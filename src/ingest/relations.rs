//! Relation cell parser.
//!
//! A relation cell lists target skill names separated by commas. Names may
//! carry parenthesized qualifiers that themselves contain commas
//! (`"C(x, y)"`), and exported notes often append a link annotation such as
//! `"Docker (Docker%20abc123.md)"`. The parser splits on top-level commas and
//! strips those annotations.

use std::sync::LazyLock;

use regex::Regex;
use smallvec::SmallVec;

/// Parsed relation targets. Most cells name only a handful of skills.
pub type Targets = SmallVec<[String; 4]>;

/// Trailing ` (…%xx….csv)` / ` (…%xx….md)` link annotation.
static FILE_ANNOTATION: LazyLock<Regex> = LazyLock::new(|| {
    Regex::new(r"(?s)\s+\([^()]*%.*?\.(csv|md)\)\s*$").expect("annotation pattern is valid")
});

/// Split a raw relation cell into cleaned target names.
///
/// Never fails: unbalanced parentheses only stop commas from splitting,
/// and whatever text remains at the end is emitted as the last candidate.
pub fn parse_relations(raw: &str) -> Targets {
    split_top_level(raw)
        .into_iter()
        .filter_map(|candidate| {
            let cleaned = strip_file_annotation(&candidate);
            (!cleaned.is_empty()).then(|| cleaned.to_string())
        })
        .collect()
}

/// Split on commas at parenthesis depth 0, trimming each piece and
/// dropping empty ones.
///
/// Depth is not clamped: a stray `)` drives it negative, after which
/// commas stay literal until a matching `(` brings it back to zero.
pub fn split_top_level(raw: &str) -> Vec<String> {
    let mut parts = Vec::new();
    let mut current = String::new();
    let mut depth: i32 = 0;

    for ch in raw.chars() {
        match ch {
            '(' => {
                depth += 1;
                current.push(ch);
            }
            ')' => {
                depth -= 1;
                current.push(ch);
            }
            ',' if depth == 0 => {
                push_trimmed(&mut parts, &current);
                current.clear();
            }
            _ => current.push(ch),
        }
    }
    push_trimmed(&mut parts, &current);

    parts
}

fn push_trimmed(parts: &mut Vec<String>, piece: &str) {
    let piece = piece.trim();
    if !piece.is_empty() {
        parts.push(piece.to_string());
    }
}

/// Remove a trailing URL-encoded file annotation, then trim.
pub fn strip_file_annotation(candidate: &str) -> &str {
    match FILE_ANNOTATION.find(candidate) {
        Some(m) => candidate[..m.start()].trim(),
        None => candidate.trim(),
    }
}

#[cfg(test)]
mod tests {
    use super::*;
    use pretty_assertions::assert_eq;
    use proptest::prelude::*;

    fn parse(raw: &str) -> Vec<String> {
        parse_relations(raw).into_vec()
    }

    #[test]
    fn mixed_cell() {
        assert_eq!(
            parse("A, B (foo%20bar.csv), C(x, y)"),
            vec!["A", "B", "C(x, y)"],
        );
    }

    #[test]
    fn empty_and_blank_pieces_are_dropped() {
        assert!(parse("").is_empty());
        assert!(parse(" , ,, ").is_empty());
        assert_eq!(parse("A,,B,"), vec!["A", "B"]);
    }

    #[test]
    fn nested_parentheses() {
        assert_eq!(
            parse("Git (branches (merge, rebase)), SQL"),
            vec!["Git (branches (merge, rebase))", "SQL"],
        );
    }

    #[test]
    fn unbalanced_open_paren_keeps_tail() {
        assert_eq!(parse("A, B (unfinished, C"), vec!["A", "B (unfinished, C"]);
    }

    #[test]
    fn stray_close_paren_disables_splitting() {
        assert_eq!(parse("A) B, C"), vec!["A) B, C"]);
    }

    #[test]
    fn markdown_annotation_is_stripped() {
        assert_eq!(
            parse("Docker (Docker%2027c1a9e8d.md)"),
            vec!["Docker"],
        );
    }

    #[test]
    fn annotation_requires_percent_escape() {
        assert_eq!(parse("Notes (plain.md)"), vec!["Notes (plain.md)"]);
    }

    #[test]
    fn annotation_requires_known_extension() {
        assert_eq!(parse("Deck (my%20deck.pdf)"), vec!["Deck (my%20deck.pdf)"]);
    }

    #[test]
    fn annotation_only_at_end() {
        assert_eq!(
            parse("Linux (a%20b.md) basics"),
            vec!["Linux (a%20b.md) basics"],
        );
    }

    #[test]
    fn annotation_needs_leading_whitespace() {
        assert_eq!(parse("X(a%20b.csv)"), vec!["X(a%20b.csv)"]);
    }

    proptest! {
        #[test]
        fn never_yields_blank_targets(raw in ".{0,64}") {
            for t in parse_relations(&raw) {
                prop_assert!(!t.is_empty());
                prop_assert_eq!(t.trim(), t.as_str());
            }
        }

        #[test]
        fn plain_names_round_trip(names in prop::collection::vec("[A-Za-z][A-Za-z ]{0,10}[A-Za-z]", 0..6)) {
            let raw = names.join(", ");
            let expected: Vec<String> = names.iter().map(|n| n.trim().to_string()).collect();
            prop_assert_eq!(parse(&raw), expected);
        }
    }
}
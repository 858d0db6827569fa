//! `skillnet [config.toml]` — one batch run.
//!
//! Without an argument the defaults apply (`skills-data.csv` in the current
//! directory). Set `RUST_LOG` to change verbosity.

use std::path::Path;

use tracing_subscriber::EnvFilter;

use skillnet::NetworkConfig;

fn main() -> skillnet::Result<()> {
    tracing_subscriber::fmt()
        .with_env_filter(EnvFilter::try_from_default_env().unwrap_or_else(|_| EnvFilter::new("info")))
        .init();

    let config = match std::env::args_os().nth(1) {
        Some(arg) => {
            let path = Path::new(&arg);
            let base = path.parent().unwrap_or(Path::new("."));
            NetworkConfig::from_file(path)?.relative_to(base)
        }
        None => NetworkConfig::default(),
    };

    let summary = skillnet::run(&config)?;
    tracing::info!(
        nodes = summary.nodes,
        edges = summary.edges,
        unresolved = summary.unresolved_relations,
        json = %config.json_output.display(),
        obj = %config.obj_output.display(),
        "done"
    );
    Ok(())
}
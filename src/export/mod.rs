//! # Export
//!
//! Serialize a laid-out [`SkillGraph`](crate::model::SkillGraph) for
//! downstream viewers:
//!
//! ```text
//! SkillGraph ──► export_json() ──► network_3d.json  (nodes + metrics, edges, metadata)
//!            └─► export_obj()  ──► network_3d.obj   (v / l records)
//! ```

pub mod metrics;
pub mod json;
pub mod obj;

use std::fs::File;
use std::io::{BufWriter, Write};
use std::path::Path;

use tracing::info;

use crate::layout::LayoutParams;
use crate::model::SkillGraph;
use crate::Result;

pub use json::{export_json, Metadata, NetworkDocument, NodeRecord};
pub use metrics::{compute_metrics, NodeMetrics};
pub use obj::export_obj;

/// Write the JSON document to `path`.
pub fn write_json(graph: &SkillGraph, params: &LayoutParams, path: &Path) -> Result<()> {
    let mut out = BufWriter::new(File::create(path)?);
    export_json(graph, params, &mut out)?;
    out.flush()?;
    info!(
        path = %path.display(),
        nodes = graph.node_count(),
        edges = graph.edge_count(),
        "wrote JSON document"
    );
    Ok(())
}

/// Write the OBJ geometry to `path`.
pub fn write_obj(graph: &SkillGraph, path: &Path) -> Result<()> {
    let mut out = BufWriter::new(File::create(path)?);
    export_obj(graph, &mut out)?;
    out.flush()?;
    info!(path = %path.display(), "wrote OBJ geometry");
    Ok(())
}
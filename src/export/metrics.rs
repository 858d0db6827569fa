//! Presentation metrics derived from the final degree counts.
//!
//! Never read back by the loader or the layout; they exist so downstream
//! tools can map topology onto size, color or emission without
//! recomputing it.

use serde::{Deserialize, Serialize};

use crate::model::{SkillGraph, SkillNode};

/// Weight of outgoing edges in [`NodeMetrics::connection_influence`].
pub const REQUIRED_BY_WEIGHT: f64 = 0.7;
/// Weight of incoming edges in [`NodeMetrics::connection_influence`].
pub const DEPENDS_ON_WEIGHT: f64 = 0.3;

#[derive(Debug, Clone, Copy, PartialEq, Serialize, Deserialize)]
pub struct NodeMetrics {
    /// `req_direct * dep_direct`: high for bridge skills.
    pub network_centrality: usize,
    /// `req_direct / (1 + dep_direct)`: unlocks per prerequisite.
    pub foundation_efficiency: f64,
    pub total_connections: usize,
    /// Weighted degree normalized by the largest `req_direct` in the graph.
    pub connection_influence: f64,
}

impl NodeMetrics {
    pub fn for_node(node: &SkillNode, max_req_direct: usize) -> Self {
        let req = node.req_direct as f64;
        let dep = node.dep_direct as f64;
        Self {
            network_centrality: node.req_direct * node.dep_direct,
            foundation_efficiency: req / (1.0 + dep),
            total_connections: node.req_direct + node.dep_direct,
            connection_influence: (req * REQUIRED_BY_WEIGHT + dep * DEPENDS_ON_WEIGHT)
                / max_req_direct.max(1) as f64,
        }
    }
}

/// Largest `req_direct` over nodes that have one, or 0.
pub fn max_req_direct(graph: &SkillGraph) -> usize {
    graph
        .nodes()
        .iter()
        .map(|n| n.req_direct)
        .filter(|&r| r > 0)
        .max()
        .unwrap_or(0)
}

/// Metrics for every node, in node order.
pub fn compute_metrics(graph: &SkillGraph) -> Vec<NodeMetrics> {
    let max_req = max_req_direct(graph);
    graph
        .nodes()
        .iter()
        .map(|n| NodeMetrics::for_node(n, max_req))
        .collect()
}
= = = = = = =
■ **What is expected**: Scan the records above. Return every line with "current" in it.

■ **Result of this task**:
    let mut current = String::new();
                current.push(ch);
                current.push(ch);
                push_trimmed(&mut parts, &current);
                current.clear();
            _ => current.push(ch),
    push_trimmed(&mut parts, &current);
//! Without an argument the defaults apply (`skills-data.csv` in the current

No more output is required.